The October backup happened to be the most accessible (and working!) backup they have. Now that we've been posting for a few days, Matt is probably hard at work figuring out how to integrate the two db's nicely (if they are able to recover anything from the newer copies).

It sounds like this guy knew everything about WHT. Maybe he was an ex-employee or someone with absolutely no life at all.

It sounds like this guy knew everything about WHT. Maybe he was an ex-employee or someone with absolutely no life at all.

Well, I think it's safe to say the culprit has no life.

"how can you kill he who has no life?" - South Park

Of course he must have no life at all. This doesn't take an hour, it must have taken him a bit of time.

Out of curiosity - are there any law enforcement agencies involved in the tracing, arrest and prosecution of the hacker?

Eg: FBI, CIA, Local Police, Etc

Another thing that sucks, is that i had around 30 or so posts and had all the permissions - but i guess i'll have to start again.

lol the CIA isn't a Law Enforcement Agency, they are an Intelligence Gathering Agency with no legal jurisdiction ofer the territories of the US.

I would hope they have gotten LE involved. But, they also could not be quite at that point yet.

If you read they did say that they made backups but they where erased by the hacker. The last hard backup they had was from 6 months ago.

Yes, that's why I said physical backups, as in DVD copies. Hackers can't erase that. :)

The thing is, they had hard backups from sooner than that. However, they were unable to restore them for various reasons.

I lost my account, hope you catch who did it! Good Luck!

Keeping backups online is a major mistake of any company. Not testing the physical media for offline backups is another. Lesson learned - reputation tarnished.

Keeping backups online is a major mistake of any company.

It is also important that a company keeps their physical backups in a safe place and they should test their physical backups to make sure that everything is being recorded correctly.

No system is totally secure, and optical 'hard' backups are a major pain and time investment. Online backups are great but there is always a risk when anything is online. Hopefully this incident will teach the value of backups to the many hosts and users of WHT who think they are secure and don't make proper backups.

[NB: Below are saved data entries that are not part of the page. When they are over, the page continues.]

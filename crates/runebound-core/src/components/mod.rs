//! Data types owned by the engine: rooms, paths and enemies.

mod enemy;
mod room;

pub use enemy::*;
pub use room::*;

*No* networked computer today is %100 safe. We don't know what measures WHT took but its fair to say they were much harder to hack than most of the hosts who post here!

Good luck WHT!

No system is totally secure, and optical 'hard' backups are a major pain and time investment. Online backups are great but there is always a risk when anything is online. Hopefully this incident will teach the value of backups to the many hosts and users of WHT who think they are secure and don't make proper backups.

*No* networked computer today is %100 safe. We don't know what measures WHT took but its fair to say they were much harder to hack than most of the hosts who post here!

Good luck WHT!

Even huge websites such as Google, Yahoo, MySpace, YouTube, etc. could be hacked if enough people got together and worked to do it.

Even huge websites such as Google, Yahoo, MySpace, YouTube, etc. could be hacked if enough people got together and worked to do it.
Nothing is totally secure, everything can be hacked in some form.

However a large site could be hacked by one person, hence it's not exactly like having more people increases your chances of a successful hack.

Nothing is totally secure, everything can be hacked in some form.

However a large site could be hacked by one person, hence it's not exactly like having more people increases your chances of a successful hack.

The fewer people involved lessens the chances of someone opening their mouth and you ending up in jail :)

I'm going to close this thread. If you have questions, feel free to ask. If you have answers, I'd encourage you to start a thread in one of our many forums.

In fact, I'd like to encourage anyone reading to help us get back to the normal day-to-day activities around here by exploring the forums, answering questions, asking questions, talking about what's gone on in your corner of the world and helping us rebuild the great WHT content (that we're still working several avenues to restore).

Thanks for everyone's patience and support.